▶ PROBLEM TO WORK ON
Send back every line of the data exactly.
________________
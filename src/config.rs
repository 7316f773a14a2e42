//! Configuration loading for the request cache.
//!
//! Settings are loaded from a TOML file with the following resolution order:
//! 1. explicit path (must exist)
//! 2. `~/.insightkit/config.toml` (user)
//! 3. built-in defaults
//!
//! ```toml
//! max_entries = 10000
//!
//! [defaults]
//! ttl_secs = 300
//!
//! [endpoints.messages]
//! ttl_secs = 10
//! stale_while_revalidate = false
//! ```
//!
//! Keys missing from an `[endpoints.*]` section are taken from `[defaults]`.

use std::collections::BTreeMap;
use std::fs;
use std::path::{Path, PathBuf};
use std::time::Duration;

use serde::Deserialize;
use tracing::debug;

use crate::cache::{DEFAULT_MAX_ENTRIES, EndpointConfig};
use crate::{InsightError, Result};

/// Request cache settings.
#[derive(Debug, Clone, Deserialize)]
pub struct CacheSettings {
    /// Upper bound on stored entries (default: 10,000).
    #[serde(default = "default_max_entries")]
    pub max_entries: u64,
    /// Policy for endpoints without their own section.
    #[serde(default)]
    pub defaults: PolicySettings,
    /// Per-endpoint overrides, keyed by endpoint name.
    #[serde(default)]
    pub endpoints: BTreeMap<String, PartialPolicySettings>,
}

impl Default for CacheSettings {
    fn default() -> Self {
        Self {
            max_entries: default_max_entries(),
            defaults: PolicySettings::default(),
            endpoints: BTreeMap::new(),
        }
    }
}

fn default_max_entries() -> u64 {
    DEFAULT_MAX_ENTRIES
}

/// A complete endpoint policy.
#[derive(Debug, Clone, Deserialize)]
pub struct PolicySettings {
    /// Time-to-live in seconds (default: 300).
    #[serde(default = "default_ttl_secs")]
    pub ttl_secs: u64,
    #[serde(default = "default_true")]
    pub stale_while_revalidate: bool,
    #[serde(default = "default_true")]
    pub deduplicate: bool,
}

impl Default for PolicySettings {
    fn default() -> Self {
        Self {
            ttl_secs: default_ttl_secs(),
            stale_while_revalidate: true,
            deduplicate: true,
        }
    }
}

fn default_ttl_secs() -> u64 {
    300
}

fn default_true() -> bool {
    true
}

impl PolicySettings {
    pub fn to_endpoint_config(&self) -> EndpointConfig {
        EndpointConfig::new()
            .ttl(Duration::from_secs(self.ttl_secs))
            .stale_while_revalidate(self.stale_while_revalidate)
            .deduplicate(self.deduplicate)
    }
}

/// An endpoint section; unset keys inherit from `[defaults]`.
#[derive(Debug, Clone, Default, Deserialize)]
pub struct PartialPolicySettings {
    pub ttl_secs: Option<u64>,
    pub stale_while_revalidate: Option<bool>,
    pub deduplicate: Option<bool>,
}

impl PartialPolicySettings {
    fn resolve(&self, defaults: &PolicySettings) -> EndpointConfig {
        PolicySettings {
            ttl_secs: self.ttl_secs.unwrap_or(defaults.ttl_secs),
            stale_while_revalidate: self
                .stale_while_revalidate
                .unwrap_or(defaults.stale_while_revalidate),
            deduplicate: self.deduplicate.unwrap_or(defaults.deduplicate),
        }
        .to_endpoint_config()
    }
}

impl CacheSettings {
    /// Load settings from the standard locations.
    ///
    /// Resolution order:
    /// 1. Explicit path (if provided; missing file is an error)
    /// 2. `~/.insightkit/config.toml`
    /// 3. Built-in defaults
    pub fn load(explicit_path: Option<&Path>) -> Result<Self> {
        match Self::resolve_path(explicit_path)? {
            Some(path) => Self::load_from_file(&path),
            None => {
                debug!("no cache config file found, using defaults");
                Ok(Self::default())
            }
        }
    }

    /// Parse settings from a TOML file.
    pub fn load_from_file(path: &Path) -> Result<Self> {
        let content = fs::read_to_string(path).map_err(|e| {
            InsightError::Configuration(format!("Failed to read config file {path:?}: {e}"))
        })?;
        Self::from_toml(&content).map_err(|e| match e {
            InsightError::Configuration(msg) => {
                InsightError::Configuration(format!("{msg} (in {path:?})"))
            }
            other => other,
        })
    }

    /// Parse settings from a TOML string.
    pub fn from_toml(content: &str) -> Result<Self> {
        toml::from_str(content).map_err(|e| {
            InsightError::Configuration(format!("Failed to parse cache config: {e}"))
        })
    }

    fn resolve_path(explicit: Option<&Path>) -> Result<Option<PathBuf>> {
        if let Some(path) = explicit {
            if path.exists() {
                return Ok(Some(path.to_path_buf()));
            }
            return Err(InsightError::Configuration(format!(
                "Config file not found: {path:?}"
            )));
        }

        Ok(dirs::home_dir()
            .map(|home| home.join(".insightkit").join("config.toml"))
            .filter(|path| path.exists()))
    }

    /// Resolved policy for every endpoint listed in the file.
    pub fn endpoint_configs(&self) -> Vec<(String, EndpointConfig)> {
        self.endpoints
            .iter()
            .map(|(name, partial)| (name.clone(), partial.resolve(&self.defaults)))
            .collect()
    }
}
________________
▶ OUTPUT OF THE EXERCISE
filename src/config.rs
repository 7316f773a14a2e42
//! Configuration loading for the request cache.
//!
//! Settings are loaded from a TOML file with the following resolution order:
//! 1. explicit path (must exist)
//! 2. `~/.insightkit/config.toml` (user)
//! 3. built-in defaults
//!
//! ```toml
//! max_entries = 10000
//!
//! [defaults]
//! ttl_secs = 300
//!
//! [endpoints.messages]
//! ttl_secs = 10
//! stale_while_revalidate = false
//! ```
//!
//! Keys missing from an `[endpoints.*]` section are taken from `[defaults]`.

use std::collections::BTreeMap;
use std::fs;
use std::path::{Path, PathBuf};
use std::time::Duration;

use serde::Deserialize;
use tracing::debug;

use crate::cache::{DEFAULT_MAX_ENTRIES, EndpointConfig};
use crate::{InsightError, Result};

/// Request cache settings.
#[derive(Debug, Clone, Deserialize)]
pub struct CacheSettings {
    /// Upper bound on stored entries (default: 10,000).
    #[serde(default = "default_max_entries")]
    pub max_entries: u64,
    /// Policy for endpoints without their own section.
    #[serde(default)]
    pub defaults: PolicySettings,
    /// Per-endpoint overrides, keyed by endpoint name.
    #[serde(default)]
    pub endpoints: BTreeMap<String, PartialPolicySettings>,
}

impl Default for CacheSettings {
    fn default() -> Self {
        Self {
            max_entries: default_max_entries(),
            defaults: PolicySettings::default(),
            endpoints: BTreeMap::new(),
        }
    }
}

fn default_max_entries() -> u64 {
    DEFAULT_MAX_ENTRIES
}

/// A complete endpoint policy.
#[derive(Debug, Clone, Deserialize)]
pub struct PolicySettings {
    /// Time-to-live in seconds (default: 300).
    #[serde(default = "default_ttl_secs")]
    pub ttl_secs: u64,
    #[serde(default = "default_true")]
    pub stale_while_revalidate: bool,
    #[serde(default = "default_true")]
    pub deduplicate: bool,
}

impl Default for PolicySettings {
    fn default() -> Self {
        Self {
            ttl_secs: default_ttl_secs(),
            stale_while_revalidate: true,
            deduplicate: true,
        }
    }
}

fn default_ttl_secs() -> u64 {
    300
}

fn default_true() -> bool {
    true
}

impl PolicySettings {
    pub fn to_endpoint_config(&self) -> EndpointConfig {
        EndpointConfig::new()
            .ttl(Duration::from_secs(self.ttl_secs))
            .stale_while_revalidate(self.stale_while_revalidate)
            .deduplicate(self.deduplicate)
    }
}

/// An endpoint section; unset keys inherit from `[defaults]`.
#[derive(Debug, Clone, Default, Deserialize)]
pub struct PartialPolicySettings {
    pub ttl_secs: Option<u64>,
    pub stale_while_revalidate: Option<bool>,
    pub deduplicate: Option<bool>,
}

impl PartialPolicySettings {
    fn resolve(&self, defaults: &PolicySettings) -> EndpointConfig {
        PolicySettings {
            ttl_secs: self.ttl_secs.unwrap_or(defaults.ttl_secs),
            stale_while_revalidate: self
                .stale_while_revalidate
                .unwrap_or(defaults.stale_while_revalidate),
            deduplicate: self.deduplicate.unwrap_or(defaults.deduplicate),
        }
        .to_endpoint_config()
    }
}

impl CacheSettings {
    /// Load settings from the standard locations.
    ///
    /// Resolution order:
    /// 1. Explicit path (if provided; missing file is an error)
    /// 2. `~/.insightkit/config.toml`
    /// 3. Built-in defaults
    pub fn load(explicit_path: Option<&Path>) -> Result<Self> {
        match Self::resolve_path(explicit_path)? {
            Some(path) => Self::load_from_file(&path),
            None => {
                debug!("no cache config file found, using defaults");
                Ok(Self::default())
            }
        }
    }

    /// Parse settings from a TOML file.
    pub fn load_from_file(path: &Path) -> Result<Self> {
        let content = fs::read_to_string(path).map_err(|e| {
            InsightError::Configuration(format!("Failed to read config file {path:?}: {e}"))
        })?;
        Self::from_toml(&content).map_err(|e| match e {
            InsightError::Configuration(msg) => {
                InsightError::Configuration(format!("{msg} (in {path:?})"))
            }
            other => other,
        })
    }

    /// Parse settings from a TOML string.
    pub fn from_toml(content: &str) -> Result<Self> {
        toml::from_str(content).map_err(|e| {
            InsightError::Configuration(format!("Failed to parse cache config: {e}"))
        })
    }

    fn resolve_path(explicit: Option<&Path>) -> Result<Option<PathBuf>> {
        if let Some(path) = explicit {
            if path.exists() {
                return Ok(Some(path.to_path_buf()));
            }
            return Err(InsightError::Configuration(format!(
                "Config file not found: {path:?}"
            )));
        }

        Ok(dirs::home_dir()
            .map(|home| home.join(".insightkit").join("config.toml"))
            .filter(|path| path.exists()))
    }

    /// Resolved policy for every endpoint listed in the file.
    pub fn endpoint_configs(&self) -> Vec<(String, EndpointConfig)> {
        self.endpoints
            .iter()
            .map(|(name, partial)| (name.clone(), partial.resolve(&self.defaults)))
            .collect()
    }
}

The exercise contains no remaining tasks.